The 2023 Humanitarian Response Plan (HRP) indicates that 7.4 million people are estimated to need nutrition assistance in Ethiopia. South-eastern Ethiopia where Borena region is located is facing the worst drought in 40 years after an unprecedented fifth failed rainy reason. Severe drought conditions have destroyed crops and dried up water sources, leading to widespread livestock deaths and forcing hundreds of thousands of people to give up their traditional pastoral lifestyle. The current drought is one of the key drivers of increased malnutrition in southern Ethiopia, enhanced by structural factors, including the low levels of education of women and girls, inadequate health infrastructure, a weak economic landscape, low immunisation rates, land policies, and flawed systems of governance.

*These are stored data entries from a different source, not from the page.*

//! Canonical JSON serialization.
//!
//! One serialization used everywhere a stable byte form matters: dedup
//! fingerprints, embedding input, and volatile-payload flattening in the
//! indexed event log. Object keys are sorted lexicographically at every
//! nesting level, separators are minimal, and non-ASCII text is preserved
//! unescaped. `canonical(canonical(x)) == canonical(x)` holds because the
//! output is itself parseable JSON with already-sorted keys.

use serde_json::Value;

/// Serialize a JSON value canonically.
pub fn canonical_json(value: &Value) -> String {
    let mut out = String::new();
    write_value(&mut out, value);
    out
}

/// Canonical fingerprint of a JSON object, used for memory deduplication.
///
/// Two payloads are duplicates exactly when their fingerprints are equal.
pub fn fingerprint(value: &Value) -> String {
    canonical_json(value)
}

fn write_value(out: &mut String, value: &Value) {
    match value {
        Value::Object(map) => {
            out.push('{');
            let mut keys: Vec<&String> = map.keys().collect();
            keys.sort();
            for (i, key) in keys.iter().enumerate() {
                if i > 0 {
                    out.push(',');
                }
                write_string(out, key);
                out.push(':');
                if let Some(child) = map.get(*key) {
                    write_value(out, child);
                }
            }
            out.push('}');
        }
        Value::Array(items) => {
            out.push('[');
            for (i, item) in items.iter().enumerate() {
                if i > 0 {
                    out.push(',');
                }
                write_value(out, item);
            }
            out.push(']');
        }
        Value::String(s) => write_string(out, s),
        // serde_json already renders null/bool/number minimally.
        other => out.push_str(&other.to_string()),
    }
}

fn write_string(out: &mut String, s: &str) {
    out.push('"');
    for ch in s.chars() {
        match ch {
            '"' => out.push_str("\\\""),
            '\\' => out.push_str("\\\\"),
            '\n' => out.push_str("\\n"),
            '\r' => out.push_str("\\r"),
            '\t' => out.push_str("\\t"),
            c if (c as u32) < 0x20 => {
                out.push_str(&format!("\\u{:04x}", c as u32));
            }
            // Non-ASCII is written as-is; no \u escaping.
            c => out.push(c),
        }
    }
    out.push('"');
}
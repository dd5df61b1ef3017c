//! Session bootstrap and post-run indexing.

use std::sync::Arc;

use chrono::Utc;
use serde_json::Value;

use crate::repos::{SessionRepository, StorageError};
use crate::types::{AgentRunRequest, JsonMap, SessionRecord};

/// Ensure the session exists; returns `true` when it was just created.
///
/// The first-turn signal drives the planner-first and memory-precheck
/// policies for the request.
pub async fn ensure_session(
    sessions: &Arc<dyn SessionRepository>,
    request: &AgentRunRequest,
) -> Result<bool, StorageError> {
    let existing = sessions
        .get(&request.tenant_id, &request.user_id, &request.session_id)
        .await?;
    if existing.is_some() {
        return Ok(false);
    }

    let now = Utc::now();
    let mut state = JsonMap::new();
    state.insert("tenant_id".into(), Value::String(request.tenant_id.clone()));
    state.insert("user_id".into(), Value::String(request.user_id.clone()));
    state.insert(
        "session_id".into(),
        Value::String(request.session_id.clone()),
    );
    sessions
        .upsert(SessionRecord {
            tenant_id: request.tenant_id.clone(),
            user_id: request.user_id.clone(),
            session_id: request.session_id.clone(),
            state,
            created_at: now,
            updated_at: now,
        })
        .await?;
    Ok(true)
}

/// Persist the finished turn into the session record so future turns can
/// search it cross-session.
pub async fn index_session(
    sessions: &Arc<dyn SessionRepository>,
    request: &AgentRunRequest,
    response_text: &str,
) -> Result<(), StorageError> {
    let Some(mut record) = sessions
        .get(&request.tenant_id, &request.user_id, &request.session_id)
        .await?
    else {
        return Ok(());
    };

    record
        .state
        .insert("last_message".into(), Value::String(request.message.clone()));
    record.state.insert(
        "last_response".into(),
        Value::String(response_text.to_owned()),
    );
    record.updated_at = Utc::now();
    sessions.upsert(record).await
}
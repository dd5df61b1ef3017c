//! Embedding generation trait and HTTP implementation.
//!
//! The [`Embedder`] trait is the single seam for vector generation. The
//! default implementation calls an Ollama-compatible `/api/embed` endpoint,
//! which keeps the indexed memory backend usable against local models.

use async_trait::async_trait;
use serde::{Deserialize, Serialize};

/// Core embedding generation interface.
#[async_trait]
pub trait Embedder: Send + Sync {
    /// Generate an embedding vector for the given text.
    ///
    /// # Errors
    ///
    /// Returns an error if the provider is unreachable or the response is
    /// malformed.
    async fn embed(&self, text: &str) -> Result<Vec<f32>, EmbedderError>;

    /// Dimensionality of the vectors this embedder produces.
    fn dimensions(&self) -> usize;
}

/// Errors from embedding generation.
#[derive(Debug, thiserror::Error)]
pub enum EmbedderError {
    /// HTTP transport failure.
    #[error("embedder request failed: {0}")]
    Request(#[from] reqwest::Error),

    /// Response did not match the expected format.
    #[error("embedder response parse error: {0}")]
    Parse(String),

    /// Provider is unavailable.
    #[error("embedder unavailable: {0}")]
    Unavailable(String),
}

/// Embedder calling an Ollama-compatible `/api/embed` endpoint.
pub struct HttpEmbedder {
    model: String,
    base_url: String,
    dims: usize,
    client: reqwest::Client,
}

impl std::fmt::Debug for HttpEmbedder {
    fn fmt(&self, f: &mut std::fmt::Formatter<'_>) -> std::fmt::Result {
        f.debug_struct("HttpEmbedder")
            .field("model", &self.model)
            .field("base_url", &self.base_url)
            .field("dims", &self.dims)
            .finish()
    }
}

impl HttpEmbedder {
    /// Create an embedder for `model` served at `base_url`.
    ///
    /// `dims` is the expected dimensionality; writes verify produced
    /// vectors against it.
    pub fn new(model: &str, base_url: &str, dims: usize) -> Self {
        Self {
            model: model.to_owned(),
            base_url: base_url.trim_end_matches('/').to_owned(),
            dims,
            client: reqwest::Client::new(),
        }
    }
}

#[derive(Debug, Serialize)]
struct EmbedRequest {
    model: String,
    input: String,
}

#[derive(Debug, Deserialize)]
struct EmbedResponse {
    embeddings: Vec<Vec<f32>>,
}

#[async_trait]
impl Embedder for HttpEmbedder {
    async fn embed(&self, text: &str) -> Result<Vec<f32>, EmbedderError> {
        let url = format!("{}/api/embed", self.base_url);
        let body = EmbedRequest {
            model: self.model.clone(),
            input: text.to_owned(),
        };

        let response = self.client.post(&url).json(&body).send().await?;
        let status = response.status();
        if !status.is_success() {
            let body_text = response.text().await.unwrap_or_default();
            return Err(EmbedderError::Unavailable(format!(
                "embedding endpoint returned {status}: {body_text}"
            )));
        }

        let parsed: EmbedResponse = response
            .json()
            .await
            .map_err(|e| EmbedderError::Parse(e.to_string()))?;
        parsed
            .embeddings
            .into_iter()
            .next()
            .ok_or_else(|| EmbedderError::Parse("empty embeddings array".to_owned()))
    }

    fn dimensions(&self) -> usize {
        self.dims
    }
}
//! Orchestration kernel: state machines, policy, replanning, and the two
//! request engines.
//!
//! [`pipeline::PipelineEngine`] drives plans deterministically against
//! planner/executor capabilities; [`runtime::GraphRuntime`] streams a
//! model-driven coordinator graph through the policy engine. Both share
//! the same repositories, trace events, and failure shapes.

pub mod context;
pub mod message_policy;
pub mod metadata;
pub mod pipeline;
pub mod policy;
pub mod replan;
pub mod runtime;
pub mod session;
pub mod state;
pub mod synthesizer;
pub mod validator;

use serde_json::{json, Value};
use thiserror::Error;

use crate::agents::AgentError;
use crate::kernel::replan::ReplanError;
use crate::kernel::state::StateError;
use crate::kernel::validator::PlanValidationError;
use crate::repos::{MemoryError, StorageError};

/// Request-level failures, mapped to HTTP statuses at the boundary.
#[derive(Debug, Error)]
pub enum RunError {
    /// Plan validation rejected the planner output (HTTP 422).
    #[error("plan validation failed")]
    PlanValidation {
        /// Shaped failure body.
        failure: Value,
    },

    /// Replan budget exhausted (HTTP 422).
    #[error("max replan attempts reached")]
    ReplanExhausted {
        /// Shaped failure body.
        failure: Value,
    },

    /// Anything else (HTTP 500).
    #[error("internal error: {0}")]
    Internal(String),
}

impl RunError {
    /// The structured body returned to the caller.
    pub fn failure_response(&self) -> Value {
        match self {
            Self::PlanValidation { failure } | Self::ReplanExhausted { failure } => {
                failure.clone()
            }
            Self::Internal(_) => json!({"status": "failed", "reason": "internal_error"}),
        }
    }
}

impl From<PlanValidationError> for RunError {
    fn from(e: PlanValidationError) -> Self {
        RunError::PlanValidation {
            failure: e.failure_response(),
        }
    }
}

impl From<ReplanError> for RunError {
    fn from(e: ReplanError) -> Self {
        match e {
            ReplanError::LimitReached { failure } => RunError::ReplanExhausted { failure },
            ReplanError::Validation(inner) => inner.into(),
            other => RunError::Internal(other.to_string()),
        }
    }
}

impl From<StorageError> for RunError {
    fn from(e: StorageError) -> Self {
        RunError::Internal(e.to_string())
    }
}

impl From<MemoryError> for RunError {
    fn from(e: MemoryError) -> Self {
        RunError::Internal(e.to_string())
    }
}

impl From<StateError> for RunError {
    fn from(e: StateError) -> Self {
        RunError::Internal(e.to_string())
    }
}

impl From<AgentError> for RunError {
    fn from(e: AgentError) -> Self {
        RunError::Internal(e.to_string())
    }
}
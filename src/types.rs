use serde::{Deserialize, Serialize};

#[derive(Debug, Clone, Serialize, Deserialize)]
pub struct Config {
    pub video: VideoConfig,
    pub monitor: MonitorConfig,
    pub logging: LoggingConfig,
}

#[derive(Debug, Clone, Serialize, Deserialize)]
pub struct VideoConfig {
    pub input_dir: String,
    pub frame_width: usize,
    pub frame_height: usize,
    pub target_fps: u32,
}

#[derive(Debug, Clone, Serialize, Deserialize)]
pub struct MonitorConfig {
    /// 0 = replay every frame the scenario has.
    pub max_frames: u64,
    /// Abort the scenario on a sampling failure instead of skipping the frame.
    pub halt_on_sample_error: bool,
}

#[derive(Debug, Clone, Serialize, Deserialize)]
pub struct LoggingConfig {
    pub level: String,
}

/// One object-recognition result for a frame, as delivered by the external
/// detection source. The evaluator never mutates these.
#[derive(Debug, Clone, Serialize, Deserialize)]
pub struct Detection {
    pub class_name: String,
    pub bbox: BoundingBox,
    pub confidence: f32,
}

/// Axis-aligned rectangle in frame pixel coordinates, origin top-left.
#[derive(Debug, Clone, Copy, PartialEq, Serialize, Deserialize)]
pub struct BoundingBox {
    pub x: f32,
    pub y: f32,
    pub width: f32,
    pub height: f32,
}

impl BoundingBox {
    /// Clamp the box against the frame edges. The clamped width/height can
    /// come out ≤ 0 for a box entirely outside the frame; callers check
    /// `is_degenerate` before sampling.
    pub fn clamped(&self, frame_width: f32, frame_height: f32) -> BoundingBox {
        let x = self.x.max(0.0);
        let y = self.y.max(0.0);
        BoundingBox {
            x,
            y,
            width: (frame_width - x).min(self.width),
            height: (frame_height - y).min(self.height),
        }
    }

    pub fn is_degenerate(&self) -> bool {
        self.width <= 0.0 || self.height <= 0.0
    }
}
// src/color_classifier.rs
//
// Average-color heuristic for traffic-light state.
//
// Works on the mean red/green channel values of the cropped light region.
// The blue channel is averaged only for diagnostics. A lit lens pushes its
// channel mean above 150 while the opposing channel stays under 100; yellow
// lights both channels. No hysteresis; every sample is judged on its own.

use crate::error::InvalidSampleError;
use tracing::debug;

// ============================================================================
// THRESHOLDS
// ============================================================================

/// A channel mean above this counts as a lit lens.
const LIT_CHANNEL_MIN: f32 = 150.0;
/// The opposing channel mean must stay below this for a clean red/green call.
const DARK_CHANNEL_MAX: f32 = 100.0;

// ============================================================================
// PUBLIC TYPES
// ============================================================================

/// Detected state of a traffic light, based on pixel analysis.
#[derive(Debug, Clone, Copy, PartialEq, Eq)]
pub enum TrafficLightColor {
    Red,
    Green,
    Yellow,
    Unknown,
}

impl TrafficLightColor {
    pub fn as_str(&self) -> &'static str {
        match self {
            TrafficLightColor::Red => "RED",
            TrafficLightColor::Green => "GREEN",
            TrafficLightColor::Yellow => "YELLOW",
            TrafficLightColor::Unknown => "UNKNOWN",
        }
    }
}

/// Rectangular grid of RGBA pixels cut from one frame. Produced by a pixel
/// sampler, consumed by `classify`, and discarded within the evaluation.
#[derive(Debug, Clone)]
pub struct PixelSample {
    pub width: u32,
    pub height: u32,
    /// Row-major RGBA, `width * height * 4` bytes.
    pub data: Vec<u8>,
}

// ============================================================================
// CLASSIFIER
// ============================================================================

/// Classify the color of a traffic light from a pixel sample.
///
/// Rules are checked in order, first match wins; the comparisons are strict,
/// so a mean sitting exactly on a threshold falls through to the next rule.
pub fn classify(sample: &PixelSample) -> Result<TrafficLightColor, InvalidSampleError> {
    let pixel_count = sample.width as usize * sample.height as usize;
    if pixel_count == 0 {
        return Err(InvalidSampleError::EmptySample {
            width: sample.width,
            height: sample.height,
        });
    }

    let expected = pixel_count * 4;
    if sample.data.len() != expected {
        return Err(InvalidSampleError::MalformedBuffer {
            width: sample.width,
            height: sample.height,
            expected,
            actual: sample.data.len(),
        });
    }

    let mut r_sum: u64 = 0;
    let mut g_sum: u64 = 0;
    let mut b_sum: u64 = 0;

    for px in sample.data.chunks_exact(4) {
        r_sum += px[0] as u64;
        g_sum += px[1] as u64;
        b_sum += px[2] as u64;
        // px[3] is alpha, ignored
    }

    let n = pixel_count as f32;
    let r_avg = r_sum as f32 / n;
    let g_avg = g_sum as f32 / n;
    let b_avg = b_sum as f32 / n;

    let color = if r_avg > LIT_CHANNEL_MIN && g_avg < DARK_CHANNEL_MAX {
        TrafficLightColor::Red
    } else if g_avg > LIT_CHANNEL_MIN && r_avg < DARK_CHANNEL_MAX {
        TrafficLightColor::Green
    } else if r_avg > LIT_CHANNEL_MIN && g_avg > LIT_CHANNEL_MIN {
        TrafficLightColor::Yellow
    } else {
        TrafficLightColor::Unknown
    };

    debug!(
        "🎨 Light sample {}x{}: r={:.1} g={:.1} b={:.1} → {}",
        sample.width,
        sample.height,
        r_avg,
        g_avg,
        b_avg,
        color.as_str()
    );

    Ok(color)
}

// ============================================================================
// TESTS
// ============================================================================
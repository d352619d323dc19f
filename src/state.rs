//! Connection lifecycle state machine.
//!
//! The transition table is the single source of truth for when audio may
//! flow in which direction. Events with no defined edge from the current
//! state are ignored, never partially applied; queue clearing and codec
//! resets ride on the returned [`Transition`] so stale audio and desynced
//! codec state cannot leak across an utterance boundary.

use strum::Display;

use crate::control::ControlMessage;

#[derive(Debug, Clone, Copy, PartialEq, Eq, Display)]
pub enum ConnectionState {
    /// No network at all; entry state at boot.
    Offline,
    /// Transport down; a (re)connect attempt is pending or in flight.
    Disconnected,
    /// Connected and quiet; capture still flows.
    Idle,
    /// Connected, capturing and sending audio upstream.
    Streaming,
    /// Server is processing an utterance; capture suspended.
    AwaitingResponse,
    /// Response audio is arriving; capture suspended, playback active.
    PlayingResponse,
}

impl ConnectionState {
    /// States in which captured audio is encoded and sent.
    pub fn accepts_capture(&self) -> bool {
        matches!(self, ConnectionState::Streaming | ConnectionState::Idle)
    }
}

#[derive(Debug, Clone, Copy, PartialEq, Eq)]
pub enum ConnectionEvent {
    /// Boot-time hand-off from no-network to connecting.
    Dialing,
    /// Transport established.
    ConnectEstablished,
    /// A parsed text frame arrived.
    Control(ControlMessage),
    /// A binary (audio) frame arrived.
    BinaryReceived,
    /// Send/receive/connect failure or remote close.
    TransportFailed,
    /// Liveness probe got no answer in time.
    ProbeFailed,
    /// Liveness probe answered after an idle period.
    ProbeSucceeded,
}

/// A legal edge plus the side effects the caller must apply.
#[derive(Debug, Clone, Copy, PartialEq, Eq)]
pub struct Transition {
    pub next: ConnectionState,
    /// Drop everything queued in both directions.
    pub clear_queues: bool,
    /// Zero the inbound (playback) codec state before decoding further.
    pub reset_playback_codec: bool,
}

impl Transition {
    fn to(next: ConnectionState) -> Self {
        Self {
            next,
            clear_queues: false,
            reset_playback_codec: false,
        }
    }

    fn cleared(next: ConnectionState) -> Self {
        Self {
            next,
            clear_queues: true,
            reset_playback_codec: false,
        }
    }
}

/// Look up the edge for `event` out of `state`. `None` means the event is
/// undefined there and must be ignored.
pub fn transition(state: ConnectionState, event: ConnectionEvent) -> Option<Transition> {
    use ConnectionEvent as Event;
    use ConnectionState as State;

    match (state, event) {
        (State::Offline, Event::Dialing) => Some(Transition::to(State::Disconnected)),

        (State::Disconnected, Event::ConnectEstablished) => {
            Some(Transition::to(State::Streaming))
        }

        (State::Streaming | State::Idle, Event::Control(ControlMessage::ProcessingStart)) => {
            Some(Transition::cleared(State::AwaitingResponse))
        }

        (
            State::AwaitingResponse | State::PlayingResponse,
            Event::Control(ControlMessage::ResponseEnd),
        ) => Some(Transition::to(State::Streaming)),

        (
            State::AwaitingResponse | State::Streaming | State::Idle,
            Event::BinaryReceived,
        ) => Some(Transition {
            next: State::PlayingResponse,
            clear_queues: true,
            reset_playback_codec: true,
        }),

        // Already playing: further audio is just more of the same stream.
        (State::PlayingResponse, Event::BinaryReceived) => None,

        (_, Event::TransportFailed) => Some(Transition::cleared(State::Disconnected)),

        (State::Streaming | State::Idle, Event::ProbeFailed) => {
            Some(Transition::cleared(State::Disconnected))
        }

        (State::Streaming | State::Idle, Event::ProbeSucceeded) => {
            Some(Transition::to(State::Idle))
        }

        // Listening and emotion hints never touch protocol state.
        (_, Event::Control(ControlMessage::Listening))
        | (_, Event::Control(ControlMessage::EmotionHint(_))) => None,

        _ => None,
    }
}

#[cfg(test)]
mod tests {
    use super::*;
    use crate::control::Emotion;
    use ConnectionEvent as Event;
    use ConnectionState as State;

    const ALL_STATES: [State; 6] = [
        State::Offline,
        State::Disconnected,
        State::Idle,
        State::Streaming,
        State::AwaitingResponse,
        State::PlayingResponse,
    ];

    #[test]
    fn boot_path_reaches_streaming() {
        let t = transition(State::Offline, Event::Dialing).unwrap();
        assert_eq!(t.next, State::Disconnected);
        let t = transition(State::Disconnected, Event::ConnectEstablished).unwrap();
        assert_eq!(t.next, State::Streaming);
        assert!(!t.clear_queues);
    }

    #[test]
    fn processing_start_clears_queues_and_suspends_capture() {
        for from in [State::Streaming, State::Idle] {
            let t = transition(from, Event::Control(ControlMessage::ProcessingStart)).unwrap();
            assert_eq!(t.next, State::AwaitingResponse);
            assert!(t.clear_queues);
            assert!(!t.next.accepts_capture());
        }
        // Not a defined edge anywhere else.
        for from in [State::Offline, State::Disconnected, State::PlayingResponse] {
            assert!(transition(from, Event::Control(ControlMessage::ProcessingStart)).is_none());
        }
    }

    #[test]
    fn first_binary_enters_playback_with_codec_reset() {
        for from in [State::AwaitingResponse, State::Streaming, State::Idle] {
            let t = transition(from, Event::BinaryReceived).unwrap();
            assert_eq!(t.next, State::PlayingResponse);
            assert!(t.clear_queues);
            assert!(t.reset_playback_codec);
        }
        // Subsequent audio while playing is not a transition.
        assert!(transition(State::PlayingResponse, Event::BinaryReceived).is_none());
    }

    #[test]
    fn offline_cannot_jump_to_playback() {
        assert!(transition(State::Offline, Event::BinaryReceived).is_none());
        assert!(transition(State::Offline, Event::ConnectEstablished).is_none());
    }

    #[test]
    fn response_end_resumes_streaming() {
        for from in [State::AwaitingResponse, State::PlayingResponse] {
            let t = transition(from, Event::Control(ControlMessage::ResponseEnd)).unwrap();
            assert_eq!(t.next, State::Streaming);
            assert!(t.next.accepts_capture());
        }
    }

    #[test]
    fn transport_failure_disconnects_from_anywhere() {
        for from in ALL_STATES {
            let t = transition(from, Event::TransportFailed).unwrap();
            assert_eq!(t.next, State::Disconnected);
            assert!(t.clear_queues);
        }
    }

    #[test]
    fn probe_outcomes_only_apply_while_capturing() {
        let t = transition(State::Streaming, Event::ProbeSucceeded).unwrap();
        assert_eq!(t.next, State::Idle);
        let t = transition(State::Idle, Event::ProbeFailed).unwrap();
        assert_eq!(t.next, State::Disconnected);
        assert!(transition(State::AwaitingResponse, Event::ProbeSucceeded).is_none());
        assert!(transition(State::PlayingResponse, Event::ProbeFailed).is_none());
    }

    #[test]
    fn informational_controls_never_transition() {
        for from in ALL_STATES {
            assert!(transition(from, Event::Control(ControlMessage::Listening)).is_none());
            assert!(transition(
                from,
                Event::Control(ControlMessage::EmotionHint(Emotion::Sad))
            )
            .is_none());
        }
    }
}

With regards to gender-based violence, the GBV in emergencies coordination mechanism in Ethiopia has highlighted that the drought and the resulting displacement leave young girls especially vulnerable to sexual and physical violence and coercion, child labour, and early marriage. Cases of intimate partner violence, sexual harassment, assault, and rape have been reported as well. It was suggested that the risk of GBV increases in drought-affected areas as women and girls are forced to travel far distances to fetch water, while in other cases they are often left alone while family members are away looking for food or livelihood.
To address GBV, the Ethiopian Nutrition Cluster reached out to the Alliance and UNICEF to request support. This analysis identifies gaps and unveils opportunities for gender and nutrition and to highlight ways that the cluster, government, and partners best come together across all sectors to address these issues to better improve the situation of women and girls is in Ethiopia.